# The Algorithm by Tenmoto et al. [1]

This page describes the algorithm developed by Tenmoto et al. [1] to construct a piecewise linear classifier. If you are not sure what a classifier is, you should first read the classification overview. This page consists of the following:
• A preliminary discussion of concepts relevant to the algorithm
• A description of the hyperplane construction process
• A description of how hyperplanes can be used to define classification regions in space
• A general discussion of the algorithm

## Preliminaries

### Points and Prototypes

Before the algorithm can proceed, a set of prototypes must be generated to represent the set of data points. Prototypes can be thought of as 'super points', they are points that represent a group of actual data points.  Figure 6 shows five prototypes from three different classes, along with the groups of data points they represent.

##### Figure 6 - Points and prototypes
A prototype represents a group of points of a single class in a region of point space. One prototype represents more that one or more points, but each point belongs to a single prototype. The location of a prototype is determined by some measure of centrality of the set of points that it represents, such as the center of mass. Prototypes can be generated through clustering algorithms, such as the K-means algorithm or minimal spanning trees, although the generation of prototypes is not covered in the algorithm presented.

### The Gabriel Graph

After a set of prototypes has been generated, their Gabriel graph is constructed. In the Gabriel graph of a point set, edges exists between all pairs of points such that the hypersphere who's diameter is the edge between two points contains no other points. The Gabriel graph of a set of prototypes is shown in figure 7.

##### Figure 7 - Gabriel graph

From the Gabriel graph, a subset of edges called Tomek links is generated. A Tomek link is an edge in the Gabriel graph that connects two prototypes of different classes. The set of Tomek links of set of prototypes is shown in figure 8.

## Construction of Hyperplanes

Once prototypes and Tomek links have been generated for a set of points, the algorithm to construct a minimal set of hyperplanes begins. To illustrate the algorithm, a simple example is presented using the data set, prototypes and Tomek links from figure 8.

The basic procedure is to find a set of hyperplanes that 'cut' Tomek links, thus separating prototypes and points belonging to different classes. Figure 9 shows a hyperplane (in purple) cutting a Tomek link. It is shown later that a set of hyperplanes that cut all Tomek links divides the point space into distinct regions, which can be used to classify points in a piecewise linear fashion. The key concept is to cut as many Tomek links as possible with each hyperplane, given the constraint that they must be able to classify points with an error less that a predefined maximum acceptable classification error. This results in a smaller set of hyperplanes, reducing the complexity of the classification according to a classification error limit.
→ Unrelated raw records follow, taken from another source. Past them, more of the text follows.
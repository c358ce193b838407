use crate::classify::Bucket;
use crate::parser::Entry;
use crate::patterns::{CompletionMarker, ProcessingMarker, StartMarker};
use chrono::{DateTime, FixedOffset};

/// Share of a record's lines a tag must appear on to count as a system tag.
const SYSTEM_TAG_PERCENT: usize = 90;

/// Accumulated state for one correlation identifier.
#[derive(Debug, Clone, Default)]
pub struct RequestRecord {
    pub id: String,
    pub method: Option<String>,
    pub path: Option<String>,
    pub remote_ip: Option<String>,
    pub started_at: Option<DateTime<FixedOffset>>,
    pub controller: Option<String>,
    pub action: Option<String>,
    pub format: Option<String>,
    /// Unparsed parameter payload
    pub raw_params: Option<String>,
    pub sql: Vec<Entry>,
    pub html: Vec<Entry>,
    pub rb: Vec<Entry>,
    pub log: Vec<Entry>,
    pub error: Vec<Entry>,
    pub completed: bool,
    pub status: Option<u16>,
    pub duration_ms: Option<f64>,
    pub views_ms: Option<f64>,
    pub db_ms: Option<f64>,
    /// Completed with an error status and retained for trailing diagnostics
    pub kept: bool,
    /// A trailing stack frame has already been captured
    pub source_captured: bool,
    /// The filter suppressed this record when it completed
    pub suppressed: bool,
    lines_seen: usize,
    tag_counts: Vec<(String, usize)>,
}

impl RequestRecord {
    pub fn new(id: impl Into<String>) -> Self {
        Self {
            id: id.into(),
            ..Self::default()
        }
    }

    /// Applies a start marker. The first start marker wins.
    pub fn apply_start(&mut self, start: StartMarker) {
        if self.method.is_some() {
            return;
        }
        self.method = Some(start.method);
        self.path = Some(start.path);
        self.remote_ip = start.remote_ip;
        self.started_at = start.started_at;
    }

    pub fn apply_processing(&mut self, processing: ProcessingMarker) {
        if self.controller.is_some() {
            return;
        }
        self.controller = Some(processing.controller);
        self.action = Some(processing.action);
        self.format = processing.format;
    }

    pub fn apply_params(&mut self, raw: String) {
        self.raw_params = Some(raw);
    }

    pub fn apply_completion(&mut self, completion: &CompletionMarker) {
        self.completed = true;
        self.status = Some(completion.status);
        self.duration_ms = Some(completion.duration_ms);
        self.views_ms = completion.views_ms;
        self.db_ms = completion.db_ms;
    }

    pub fn push(&mut self, bucket: Bucket, entry: Entry) {
        self.bucket_mut(bucket).push(entry);
    }

    pub fn bucket(&self, bucket: Bucket) -> &[Entry] {
        match bucket {
            Bucket::Rb => &self.rb,
            Bucket::Html => &self.html,
            Bucket::Error => &self.error,
            Bucket::Sql => &self.sql,
            Bucket::Log => &self.log,
        }
    }

    fn bucket_mut(&mut self, bucket: Bucket) -> &mut Vec<Entry> {
        match bucket {
            Bucket::Rb => &mut self.rb,
            Bucket::Html => &mut self.html,
            Bucket::Error => &mut self.error,
            Bucket::Sql => &mut self.sql,
            Bucket::Log => &mut self.log,
        }
    }

    /// Counts the secondary tags seen on one more line of this record.
    pub fn observe_tags(&mut self, tags: &[String]) {
        self.lines_seen += 1;
        for tag in tags {
            match self.tag_counts.iter_mut().find(|(seen, _)| seen == tag) {
                Some((_, count)) => *count += 1,
                None => self.tag_counts.push((tag.clone(), 1)),
            }
        }
    }

    /// Tags present on nearly every line, in first-seen order.
    pub fn system_tags(&self) -> Vec<&str> {
        if self.lines_seen == 0 {
            return Vec::new();
        }
        self.tag_counts
            .iter()
            .filter(|(_, count)| count * 100 >= self.lines_seen * SYSTEM_TAG_PERCENT)
            .map(|(tag, _)| tag.as_str())
            .collect()
    }

    pub fn lines_seen(&self) -> usize {
        self.lines_seen
    }

    /// Whether the completion status falls at or above `threshold`.
    pub fn status_at_least(&self, threshold: u16) -> bool {
        self.status.is_some_and(|status| status >= threshold)
    }
}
##### Figure 9 - Cutting a Tomek link. Local classification error rate of 0%
First, a hyperplane cutting a Tomek link is created and locally 'trained', i.e. positioned such that its local classification error (i.e. classification of points belonging to prototypes on either end of the Tomek link) is minimal. Figure 9 how this is done via illustration, a more indepth description can be seen here. If the hyperplane is incapable of locally classifying points with an error rate less than maximum acceptable error threshold, it becomes part of the set of hyperplanes, and a new hyperplane is created on a new Tomek link. Once a Tomek link has been 'cut' by a hyperplane, it is removed from the set of Tomek links to be considered in the future.

If the hyperplane is capable of locally classifying points within the maximum error threshold, it is then modified to cut other nearby Tomek links. Tomek links are considered 'nearby' based on the distance of their midpoints to the midpoints of Tomek links already cut by the hyperplane under inspection. The distance to the nearest Tomek link is shown in figure 10 by the grey line connecting the midpoints of two Tomek links.

##### Figure 10 - Nearby Tomek links
As in the case with a hyperplane cutting a single Tomek link, the hyperplanes cutting multiple Tomek links are locally trained to classify points on either side with a minimal error rate. As long as the classification error rate of the hyperplane is below the maximum acceptable error threshold, the hyperplane is continually adjusted to cut new Tomek links. In figure 11, two nearby Tomek links are cut by a single hyperplane, which locally classifies points with an error rate of 0%.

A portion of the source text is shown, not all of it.